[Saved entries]
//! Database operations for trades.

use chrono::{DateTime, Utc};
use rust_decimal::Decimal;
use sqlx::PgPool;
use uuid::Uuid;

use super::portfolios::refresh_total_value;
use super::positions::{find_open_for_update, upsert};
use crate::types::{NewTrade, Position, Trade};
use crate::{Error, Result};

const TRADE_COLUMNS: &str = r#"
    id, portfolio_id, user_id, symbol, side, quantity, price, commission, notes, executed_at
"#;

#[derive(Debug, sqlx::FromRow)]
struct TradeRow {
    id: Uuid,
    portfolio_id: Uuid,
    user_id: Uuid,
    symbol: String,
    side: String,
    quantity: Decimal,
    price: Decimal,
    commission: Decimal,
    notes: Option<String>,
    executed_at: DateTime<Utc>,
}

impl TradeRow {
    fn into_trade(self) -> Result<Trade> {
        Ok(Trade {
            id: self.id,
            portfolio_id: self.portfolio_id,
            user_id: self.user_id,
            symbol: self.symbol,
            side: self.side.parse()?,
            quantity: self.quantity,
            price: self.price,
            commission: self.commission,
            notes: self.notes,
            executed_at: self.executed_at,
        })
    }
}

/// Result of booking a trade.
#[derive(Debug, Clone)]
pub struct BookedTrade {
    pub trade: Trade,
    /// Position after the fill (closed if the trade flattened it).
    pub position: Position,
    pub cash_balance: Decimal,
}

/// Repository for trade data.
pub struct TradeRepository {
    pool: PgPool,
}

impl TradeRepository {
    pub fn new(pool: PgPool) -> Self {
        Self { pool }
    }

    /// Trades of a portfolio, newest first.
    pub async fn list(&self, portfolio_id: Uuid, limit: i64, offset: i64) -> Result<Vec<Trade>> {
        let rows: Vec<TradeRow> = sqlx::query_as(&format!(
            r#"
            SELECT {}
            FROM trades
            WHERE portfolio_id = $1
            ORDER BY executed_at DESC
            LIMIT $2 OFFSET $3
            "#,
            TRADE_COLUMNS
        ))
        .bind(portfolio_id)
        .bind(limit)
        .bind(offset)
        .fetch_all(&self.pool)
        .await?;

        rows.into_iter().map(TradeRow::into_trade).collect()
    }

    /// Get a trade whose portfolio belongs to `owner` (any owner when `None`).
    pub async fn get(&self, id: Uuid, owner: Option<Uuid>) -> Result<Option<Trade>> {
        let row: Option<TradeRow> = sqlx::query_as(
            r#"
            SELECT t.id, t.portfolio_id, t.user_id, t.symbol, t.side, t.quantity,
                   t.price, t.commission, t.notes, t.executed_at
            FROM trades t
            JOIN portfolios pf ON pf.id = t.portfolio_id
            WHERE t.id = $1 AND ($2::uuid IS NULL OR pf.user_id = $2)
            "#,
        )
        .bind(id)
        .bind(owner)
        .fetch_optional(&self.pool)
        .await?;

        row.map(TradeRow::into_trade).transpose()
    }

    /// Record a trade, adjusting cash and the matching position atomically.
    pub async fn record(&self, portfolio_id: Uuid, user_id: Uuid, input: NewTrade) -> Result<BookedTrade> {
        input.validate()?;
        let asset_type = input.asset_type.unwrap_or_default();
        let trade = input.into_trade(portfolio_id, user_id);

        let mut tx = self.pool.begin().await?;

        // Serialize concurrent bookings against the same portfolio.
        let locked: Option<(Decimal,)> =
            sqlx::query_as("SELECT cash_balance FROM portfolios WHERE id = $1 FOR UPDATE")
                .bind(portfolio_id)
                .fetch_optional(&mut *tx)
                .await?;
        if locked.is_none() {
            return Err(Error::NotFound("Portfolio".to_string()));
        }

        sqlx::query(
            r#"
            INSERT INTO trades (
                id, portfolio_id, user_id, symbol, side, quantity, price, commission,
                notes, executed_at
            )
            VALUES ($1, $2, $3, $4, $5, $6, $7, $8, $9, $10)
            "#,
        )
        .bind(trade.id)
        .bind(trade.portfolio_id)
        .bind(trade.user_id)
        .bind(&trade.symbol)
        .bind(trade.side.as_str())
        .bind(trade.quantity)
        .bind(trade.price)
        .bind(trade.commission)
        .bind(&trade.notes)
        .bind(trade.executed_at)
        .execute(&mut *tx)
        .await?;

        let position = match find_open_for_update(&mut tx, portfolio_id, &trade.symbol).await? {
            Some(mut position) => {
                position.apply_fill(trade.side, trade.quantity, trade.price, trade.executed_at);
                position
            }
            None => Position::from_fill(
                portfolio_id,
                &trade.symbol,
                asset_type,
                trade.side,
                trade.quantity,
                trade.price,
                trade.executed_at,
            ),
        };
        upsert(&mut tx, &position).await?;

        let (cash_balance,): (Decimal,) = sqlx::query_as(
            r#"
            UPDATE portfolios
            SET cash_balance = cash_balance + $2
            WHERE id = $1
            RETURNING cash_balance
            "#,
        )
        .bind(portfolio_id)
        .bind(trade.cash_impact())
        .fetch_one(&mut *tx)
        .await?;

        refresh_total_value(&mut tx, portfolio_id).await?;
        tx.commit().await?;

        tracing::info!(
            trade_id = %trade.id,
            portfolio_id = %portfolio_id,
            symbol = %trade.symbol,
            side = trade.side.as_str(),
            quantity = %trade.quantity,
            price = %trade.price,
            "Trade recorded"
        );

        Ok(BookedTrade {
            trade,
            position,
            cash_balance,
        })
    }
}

▶ **WHAT THE TASK REQUIRES**: If a line in the records above holds the string "symbol", copy it out.

▶ **TASK SOLUTION**:
    id, portfolio_id, user_id, symbol, side, quantity, price, commission, notes, executed_at
    symbol: String,
            symbol: self.symbol,
            SELECT t.id, t.portfolio_id, t.user_id, t.symbol, t.side, t.quantity,
                id, portfolio_id, user_id, symbol, side, quantity, price, commission,
        .bind(&trade.symbol)
        let position = match find_open_for_update(&mut tx, portfolio_id, &trade.symbol).await? {
                &trade.symbol,
            symbol = %trade.symbol,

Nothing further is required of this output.